まるまる半日かけて、御所野遺跡にやってきた。ストーンサークル外周域の掘立柱建物2棟の着工が間近に迫っており、最終の調整をするためである。今回、一戸町は復元設計から施工に至る工程をすべて町自前でおこなうことにしており、設計業者にも施工業者にも仕事を発注していない。設計は町の建築担当技師、施工はある1名の大工さんが担当する。
今日は基礎、地盤面、排水、ケツンニ(アイヌ型三脚)構造、栗樹皮葺き屋根、芝棟の細部について話を詰めた。おそらくこれで問題はないであろう。数年前に建てた3棟よりも質は高くなるはずである。
午前中は長時間電車に揺られた影響で、列車をおりても、宇宙遊泳しているような感覚がとまらなかった。要するに、体調が芳しくなく、梅干やキムチのような、体を引き締める食べ物が欲しくなった。だから、いつもの蕎麦屋ではなく、懐かしい大衆食堂のホルモン鍋定食を所望した。平成8年、御所野西区で多数の焼失住居跡(縄文中期末)が発見され、研究所のブッラクベア(現文化庁)とともに調査に来ていたころ、しょっちゅう通った大衆食堂の味で、この店のラーメンも上手いが、ホルモン鍋は疲れた体力を補ってくれる。生姜とニンニクが効いた甘辛のタレに食欲が反応するのである。今日も、これを食べて、体力は回復し、午後の現地指導では元気を取り戻した。

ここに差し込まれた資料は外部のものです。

//! Least-squares polynomial fitting
//!
//! Fits `y = c0 + c1*x + ... + cd*x^d` to a sub-run by ordinary least
//! squares with unit weights. The Vandermonde columns are equilibrated
//! before an SVD solve so pixel-scale x-values do not swamp the
//! higher-order columns.

use nalgebra::{DMatrix, DVector};
use strokefit_core::constants::{DISTINCT_X_TOLERANCE, SVD_MAX_ITERATIONS};
use strokefit_core::{
    CurveParameters, CurveSegment, FitError, Point, Result, UnderdeterminedPolicy,
};

/// Polynomial least-squares fitter
#[derive(Debug, Clone, PartialEq)]
pub struct CurveFitter {
    degree: usize,
    policy: UnderdeterminedPolicy,
    default_color: String,
}

impl CurveFitter {
    pub fn new(degree: usize, policy: UnderdeterminedPolicy) -> Self {
        Self {
            degree,
            policy,
            default_color: strokefit_core::constants::DEFAULT_COLOR.to_string(),
        }
    }

    pub fn from_params(params: &CurveParameters) -> Self {
        Self {
            degree: params.degree,
            policy: params.underdetermined,
            default_color: params.default_color.clone(),
        }
    }

    pub fn degree(&self) -> usize {
        self.degree
    }

    pub fn policy(&self) -> UnderdeterminedPolicy {
        self.policy
    }

    /// Fit coefficients, lowest order first; always `degree + 1` long.
    ///
    /// With [`UnderdeterminedPolicy::Reject`], fewer than `degree + 1`
    /// distinct x-values is [`FitError::InsufficientData`]. With
    /// [`UnderdeterminedPolicy::ReduceDegree`] the highest degree the data
    /// supports is fitted and the missing high-order terms are zero.
    pub fn fit_coefficients(&self, points: &[Point]) -> std::result::Result<Vec<f64>, FitError> {
        let required = self.degree + 1;
        let distinct = count_distinct_x(points);

        let effective_degree = if distinct >= required {
            self.degree
        } else {
            match self.policy {
                UnderdeterminedPolicy::ReduceDegree if distinct > 0 => distinct - 1,
                _ => {
                    return Err(FitError::InsufficientData {
                        required,
                        available: distinct,
                    })
                }
            }
        };

        if effective_degree < self.degree {
            tracing::debug!(
                "Reducing fit degree from {} to {} ({} distinct x-values)",
                self.degree,
                effective_degree,
                distinct
            );
        }

        let mut coefficients = solve_least_squares(points, effective_degree)?;
        coefficients.resize(required, 0.0);
        Ok(coefficients)
    }

    /// Fit a sub-run and build the curve segment for it.
    ///
    /// `color` falls back to the fitter's default color when `None`.
    pub fn fit_segment(&self, points: &[Point], color: Option<&str>) -> Result<CurveSegment> {
        let &[start, .., end] = points else {
            return Err(FitError::InsufficientData {
                required: self.degree + 1,
                available: count_distinct_x(points),
            }
            .into());
        };
        let coefficients = self.fit_coefficients(points)?;

        let color = color.unwrap_or(self.default_color.as_str());
        let segment = CurveSegment::new(color, start, end, self.degree, coefficients)?;
        Ok(segment)
    }
}

impl Default for CurveFitter {
    fn default() -> Self {
        Self::from_params(&CurveParameters::default())
    }
}

/// Number of distinct x-values, within [`DISTINCT_X_TOLERANCE`].
pub fn count_distinct_x(points: &[Point]) -> usize {
    let mut xs: Vec<f64> = points.iter().map(|p| p.x).collect();
    xs.sort_by(f64::total_cmp);

    let mut distinct = 0;
    let mut last: Option<f64> = None;
    for x in xs {
        match last {
            Some(prev) if (x - prev).abs() <= DISTINCT_X_TOLERANCE => {}
            _ => {
                distinct += 1;
                last = Some(x);
            }
        }
    }
    distinct
}

/// Root-mean-square vertical residual of `coefficients` over `points`.
pub fn rms_residual(points: &[Point], coefficients: &[f64]) -> f64 {
    if points.is_empty() {
        return 0.0;
    }
    let sum: f64 = points
        .iter()
        .map(|p| {
            let y = coefficients.iter().rev().fold(0.0, |acc, &c| acc * p.x + c);
            (y - p.y).powi(2)
        })
        .sum();
    (sum / points.len() as f64).sqrt()
}

fn solve_least_squares(points: &[Point], degree: usize) -> std::result::Result<Vec<f64>, FitError> {
    let rows = points.len();
    let cols = degree + 1;

    let vandermonde = DMatrix::from_fn(rows, cols, |r, c| points[r].x.powi(c as i32));
    if vandermonde.iter().any(|v| !v.is_finite()) {
        return Err(FitError::Overflow { degree });
    }
    let rhs = DVector::from_iterator(rows, points.iter().map(|p| p.y));

    let norms: Vec<f64> = (0..cols)
        .map(|c| {
            let norm = vandermonde.column(c).norm();
            if norm > 0.0 {
                norm
            } else {
                1.0
            }
        })
        .collect();
    // Column norms can overflow even when every entry is finite.
    if norms.iter().any(|n| !n.is_finite()) {
        return Err(FitError::Overflow { degree });
    }
    let scaled = DMatrix::from_fn(rows, cols, |r, c| vandermonde[(r, c)] / norms[c]);

    let svd = scaled
        .try_svd(true, true, f64::EPSILON, SVD_MAX_ITERATIONS)
        .ok_or(FitError::NoConvergence)?;
    let tolerance = svd.singular_values.max() * rows.max(cols) as f64 * f64::EPSILON;
    let rank = svd.rank(tolerance);
    if rank < cols {
        return Err(FitError::Singular {
            rank,
            required: cols,
        });
    }

    let solution = svd.solve(&rhs, tolerance).map_err(|_| FitError::Singular {
        rank,
        required: cols,
    })?;

    let coefficients: Vec<f64> = solution
        .iter()
        .zip(&norms)
        .map(|(value, norm)| value / norm)
        .collect();

    if coefficients.iter().any(|c| !c.is_finite()) {
        return Err(FitError::NonFiniteCoefficients);
    }
    Ok(coefficients)
}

↑掘立柱建物の樹皮(栗)葺き屋根[現状] ↓新たに準備した葺き材と蔓

御所野には「おみなえし」が咲き乱れていた。遠目からは菜の花のようにみえるが、近くにみると、その花びらはさらに繊細である。山野に自生する多年草で、夏から秋にかけて
黄色の小花を傘状につける。万葉集に「秋の七草」の一つと詠まれる。
おみなえしは、平安時代の半ばころから漢字で「女郎花」と表記するようになった。べつに「遊女」や「花魁」に見立てているわけではなく、女を「おみな」、男を「おとこ」と呼んで、それぞれ「女郎」「男郎」の漢語をあてただけのことである。要するに、現代語の「おんな」は「おみな」の転訛というわけだ。そして、「おみなえし」とは「女飯(おんなめし)」のことで、粒々の花を粟飯(あわめし)に見立てたとする説が有力とされる。遺跡の片隅には、白い花をつけた「男郎花(おとこえし)」も咲いていた。オミナエシ科の白い花で、形はおみなえしにそっくり。白い飯は「男飯」だというわけか。

それから、駒木家の土蔵を訪問した。
東北や北海道を訪れると、瓦屋根の住宅が少ないことに驚かされる。民家は葦葺きだが、一般的な建物には鉄板葺きが圧倒的に多い。これは、こけら葺きが現代的に変化した姿である。それが証拠に鉄板をめくると、一面にこけら葺きの屋根面が残っている。
駒木家の土蔵は、二戸前の超大型であったが、すでにこけらを覆う鉄板葺きの鞘屋根ががたがたに崩壊し、雨水が土壁を削り、内側の小舞を露出させていた。しかし、内部の木構造部分に損傷はなく、その木柄の太さに目をみはった。ケヤキの棟持柱が2階にまで立ち上がっている。1辺が尺2寸はあろうかという面取りの角柱で、この柱に1階では大引が差し込まれ、2階では棟木がのる。この大引と棟木の成(丈)は尺5寸はあるだろうか。松の太径木である。こういうシンプルで力強い構造をもつ大型の土蔵は、西日本ではあまりお目にかからない。かつて、秋田県の近代化遺産調査でみたいくつかの藩蔵・酒蔵の構造とよく似ていた。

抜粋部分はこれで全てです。